##### Supplied material #####

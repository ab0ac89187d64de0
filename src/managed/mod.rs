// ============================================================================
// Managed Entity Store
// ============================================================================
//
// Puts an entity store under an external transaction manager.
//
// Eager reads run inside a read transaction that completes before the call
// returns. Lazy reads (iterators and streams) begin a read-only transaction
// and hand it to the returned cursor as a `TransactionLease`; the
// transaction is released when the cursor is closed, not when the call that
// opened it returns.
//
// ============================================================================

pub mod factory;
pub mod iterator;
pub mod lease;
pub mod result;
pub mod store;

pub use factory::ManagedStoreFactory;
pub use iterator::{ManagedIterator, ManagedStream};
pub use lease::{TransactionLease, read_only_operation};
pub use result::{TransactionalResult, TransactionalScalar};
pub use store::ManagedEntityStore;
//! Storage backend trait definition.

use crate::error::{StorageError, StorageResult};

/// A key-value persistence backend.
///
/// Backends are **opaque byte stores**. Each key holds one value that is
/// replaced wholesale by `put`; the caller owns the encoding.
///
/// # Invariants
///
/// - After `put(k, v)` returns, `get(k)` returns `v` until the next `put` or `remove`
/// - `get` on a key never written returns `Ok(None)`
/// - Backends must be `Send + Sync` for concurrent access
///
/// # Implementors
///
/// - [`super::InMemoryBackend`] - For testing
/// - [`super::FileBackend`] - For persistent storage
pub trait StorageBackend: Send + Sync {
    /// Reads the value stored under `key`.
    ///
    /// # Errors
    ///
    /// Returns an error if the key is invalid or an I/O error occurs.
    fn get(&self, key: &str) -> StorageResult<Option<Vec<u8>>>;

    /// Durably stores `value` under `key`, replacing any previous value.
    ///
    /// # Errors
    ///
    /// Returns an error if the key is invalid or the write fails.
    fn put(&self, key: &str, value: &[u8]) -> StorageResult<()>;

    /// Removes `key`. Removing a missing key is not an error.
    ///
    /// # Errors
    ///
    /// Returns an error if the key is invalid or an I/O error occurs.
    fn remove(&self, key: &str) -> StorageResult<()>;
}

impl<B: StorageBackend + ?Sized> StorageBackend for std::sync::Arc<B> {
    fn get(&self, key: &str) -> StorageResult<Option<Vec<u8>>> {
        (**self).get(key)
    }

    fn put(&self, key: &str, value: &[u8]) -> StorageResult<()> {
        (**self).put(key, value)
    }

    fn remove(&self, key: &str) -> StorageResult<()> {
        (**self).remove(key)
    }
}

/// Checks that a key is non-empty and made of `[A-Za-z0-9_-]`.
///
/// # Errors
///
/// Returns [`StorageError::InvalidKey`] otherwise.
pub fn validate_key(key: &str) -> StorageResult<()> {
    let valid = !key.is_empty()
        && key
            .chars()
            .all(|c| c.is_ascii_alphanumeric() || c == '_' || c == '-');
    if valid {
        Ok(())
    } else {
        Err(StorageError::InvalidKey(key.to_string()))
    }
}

#####

Work instruction: Copy exactly the line containing "c.is_ascii_alphanumeric() || c" and every line after it, ending with the last line of the records above.

Result for this exercise:
            .all(|c| c.is_ascii_alphanumeric() || c == '_' || c == '-');
    if valid {
        Ok(())
    } else {
        Err(StorageError::InvalidKey(key.to_string()))
    }
}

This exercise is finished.